**The task:**
Copy out the records again. Change nothing.

**Supplied material:**

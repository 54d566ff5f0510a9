//! 时间戳目录重命名工具
//!
//! 递归遍历目录，将形如 `2025-10-01 15:00:00` 的目录重命名为 `2025-10-01_150000`

use anyhow::{Context, Result};
use clap::Parser;
use env_logger::Env;
use regex::Regex;
use std::fs;
use std::io::{self, BufRead, Write};
use std::path::{Path, PathBuf};
use std::sync::LazyLock;

static TIMESTAMP_DIR: LazyLock<Regex> = LazyLock::new(|| {
    Regex::new(r"^([0-9]{4}-[0-9]{2}-[0-9]{2}) ([0-9]{2}):([0-9]{2}):([0-9]{2})$").unwrap()
});

#[derive(Parser)]
#[command(name = "rename_ts", about = "Rename timestamp-named directories to a filename-safe form")]
struct Args {
    /// 预览模式，不实际执行重命名
    #[arg(long)]
    preview: bool,

    /// 要处理的目录路径
    #[arg(long, default_value = ".")]
    directory: PathBuf,

    /// 跳过确认提示
    #[arg(short, long)]
    yes: bool,
}

/// 单个待重命名目录
#[derive(Debug, Clone, PartialEq, Eq)]
struct PlannedRename {
    from: PathBuf,
    to: PathBuf,
}

/// 重命名统计
#[derive(Debug, Default, PartialEq, Eq)]
struct RenameSummary {
    renamed: usize,
    skipped: usize,
}

/// `2025-10-01 15:00:00` -> `2025-10-01_150000`，不匹配时返回 None
fn compact_name(name: &str) -> Option<String> {
    let caps = TIMESTAMP_DIR.captures(name)?;
    Some(format!("{}_{}{}{}", &caps[1], &caps[2], &caps[3], &caps[4]))
}

/// 后序遍历收集待重命名目录：子目录排在父目录之前，父目录改名不影响已收集的子路径
fn plan_renames(root: &Path) -> Result<Vec<PlannedRename>> {
    let mut plan = Vec::new();
    collect(root, &mut plan)?;
    Ok(plan)
}

fn collect(dir: &Path, plan: &mut Vec<PlannedRename>) -> Result<()> {
    let mut entries = fs::read_dir(dir)
        .with_context(|| format!("无法读取目录 {}", dir.display()))?
        .collect::<io::Result<Vec<_>>>()?;
    entries.sort_by_key(|entry| entry.file_name());

    for entry in entries {
        if !entry.file_type()?.is_dir() {
            continue;
        }
        let path = entry.path();
        collect(&path, plan)?;

        let name = entry.file_name();
        if let Some(new_name) = name.to_str().and_then(compact_name) {
            plan.push(PlannedRename {
                to: dir.join(new_name),
                from: path,
            });
        }
    }
    Ok(())
}

/// 执行重命名；目标已存在或失败时跳过并计数
fn apply_renames(plan: &[PlannedRename]) -> RenameSummary {
    let mut summary = RenameSummary::default();

    for item in plan {
        if item.to.exists() {
            log::warn!("目标路径已存在，跳过: {}", item.to.display());
            summary.skipped += 1;
            continue;
        }
        match fs::rename(&item.from, &item.to) {
            Ok(()) => {
                println!("重命名: {} -> {}", item.from.display(), item.to.display());
                summary.renamed += 1;
            }
            Err(e) => {
                log::error!("无法重命名 {} -> {}: {}", item.from.display(), item.to.display(), e);
                summary.skipped += 1;
            }
        }
    }
    summary
}

fn confirm() -> Result<bool> {
    print!("确定要继续吗? (y/N): ");
    io::stdout().flush()?;

    let mut answer = String::new();
    io::stdin().lock().read_line(&mut answer)?;
    Ok(matches!(answer.trim().to_lowercase().as_str(), "y" | "yes"))
}

fn main() -> Result<()> {
    env_logger::init_from_env(Env::default().default_filter_or("info"));
    let args = Args::parse();

    let root = std::path::absolute(&args.directory).unwrap_or_else(|_| args.directory.clone());
    println!("开始遍历目录: {}", root.display());
    let plan = plan_renames(&root)?;

    if args.preview {
        println!("预览模式 - 将要重命名的目录:");
        println!("{}", "-".repeat(60));
        for item in &plan {
            println!("{}", item.from.display());
            println!("  -> {}", item.to.display());
        }
        println!("{}", "-".repeat(60));
        println!("总共找到 {} 个需要重命名的目录", plan.len());
        println!("\n使用以下命令执行重命名:");
        println!("rename_ts --directory \"{}\"", args.directory.display());
        return Ok(());
    }

    if !args.yes {
        println!("警告: 此操作将实际重命名目录!");
        println!("建议先使用 --preview 参数预览更改");
        if !confirm()? {
            println!("操作已取消");
            return Ok(());
        }
    }

    let summary = apply_renames(&plan);
    println!("\n操作完成!");
    println!("成功重命名: {} 个目录", summary.renamed);
    println!("错误/跳过: {} 个目录", summary.skipped);
    Ok(())
}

**Written response:**
repository 54d566ff5f0510a9
//! 时间戳目录重命名工具
//!
//! 递归遍历目录，将形如 `2025-10-01 15:00:00` 的目录重命名为 `2025-10-01_150000`

use anyhow::{Context, Result};
use clap::Parser;
use env_logger::Env;
use regex::Regex;
use std::fs;
use std::io::{self, BufRead, Write};
use std::path::{Path, PathBuf};
use std::sync::LazyLock;

static TIMESTAMP_DIR: LazyLock<Regex> = LazyLock::new(|| {
    Regex::new(r"^([0-9]{4}-[0-9]{2}-[0-9]{2}) ([0-9]{2}):([0-9]{2}):([0-9]{2})$").unwrap()
});

#[derive(Parser)]
#[command(name = "rename_ts", about = "Rename timestamp-named directories to a filename-safe form")]
struct Args {
    /// 预览模式，不实际执行重命名
    #[arg(long)]
    preview: bool,

    /// 要处理的目录路径
    #[arg(long, default_value = ".")]
    directory: PathBuf,

    /// 跳过确认提示
    #[arg(short, long)]
    yes: bool,
}

/// 单个待重命名目录
#[derive(Debug, Clone, PartialEq, Eq)]
struct PlannedRename {
    from: PathBuf,
    to: PathBuf,
}

/// 重命名统计
#[derive(Debug, Default, PartialEq, Eq)]
struct RenameSummary {
    renamed: usize,
    skipped: usize,
}

/// `2025-10-01 15:00:00` -> `2025-10-01_150000`，不匹配时返回 None
fn compact_name(name: &str) -> Option<String> {
    let caps = TIMESTAMP_DIR.captures(name)?;
    Some(format!("{}_{}{}{}", &caps[1], &caps[2], &caps[3], &caps[4]))
}

/// 后序遍历收集待重命名目录：子目录排在父目录之前，父目录改名不影响已收集的子路径
fn plan_renames(root: &Path) -> Result<Vec<PlannedRename>> {
    let mut plan = Vec::new();
    collect(root, &mut plan)?;
    Ok(plan)
}

fn collect(dir: &Path, plan: &mut Vec<PlannedRename>) -> Result<()> {
    let mut entries = fs::read_dir(dir)
        .with_context(|| format!("无法读取目录 {}", dir.display()))?
        .collect::<io::Result<Vec<_>>>()?;
    entries.sort_by_key(|entry| entry.file_name());

    for entry in entries {
        if !entry.file_type()?.is_dir() {
            continue;
        }
        let path = entry.path();
        collect(&path, plan)?;

        let name = entry.file_name();
        if let Some(new_name) = name.to_str().and_then(compact_name) {
            plan.push(PlannedRename {
                to: dir.join(new_name),
                from: path,
            });
        }
    }
    Ok(())
}

/// 执行重命名；目标已存在或失败时跳过并计数
fn apply_renames(plan: &[PlannedRename]) -> RenameSummary {
    let mut summary = RenameSummary::default();

    for item in plan {
        if item.to.exists() {
            log::warn!("目标路径已存在，跳过: {}", item.to.display());
            summary.skipped += 1;
            continue;
        }
        match fs::rename(&item.from, &item.to) {
            Ok(()) => {
                println!("重命名: {} -> {}", item.from.display(), item.to.display());
                summary.renamed += 1;
            }
            Err(e) => {
                log::error!("无法重命名 {} -> {}: {}", item.from.display(), item.to.display(), e);
                summary.skipped += 1;
            }
        }
    }
    summary
}

fn confirm() -> Result<bool> {
    print!("确定要继续吗? (y/N): ");
    io::stdout().flush()?;

    let mut answer = String::new();
    io::stdin().lock().read_line(&mut answer)?;
    Ok(matches!(answer.trim().to_lowercase().as_str(), "y" | "yes"))
}

fn main() -> Result<()> {
    env_logger::init_from_env(Env::default().default_filter_or("info"));
    let args = Args::parse();

    let root = std::path::absolute(&args.directory).unwrap_or_else(|_| args.directory.clone());
    println!("开始遍历目录: {}", root.display());
    let plan = plan_renames(&root)?;

    if args.preview {
        println!("预览模式 - 将要重命名的目录:");
        println!("{}", "-".repeat(60));
        for item in &plan {
            println!("{}", item.from.display());
            println!("  -> {}", item.to.display());
        }
        println!("{}", "-".repeat(60));
        println!("总共找到 {} 个需要重命名的目录", plan.len());
        println!("\n使用以下命令执行重命名:");
        println!("rename_ts --directory \"{}\"", args.directory.display());
        return Ok(());
    }

    if !args.yes {
        println!("警告: 此操作将实际重命名目录!");
        println!("建议先使用 --preview 参数预览更改");
        if !confirm()? {
            println!("操作已取消");
            return Ok(());
        }
    }

    let summary = apply_renames(&plan);
    println!("\n操作完成!");
    println!("成功重命名: {} 个目录", summary.renamed);
    println!("错误/跳过: {} 个目录", summary.skipped);
    Ok(())
}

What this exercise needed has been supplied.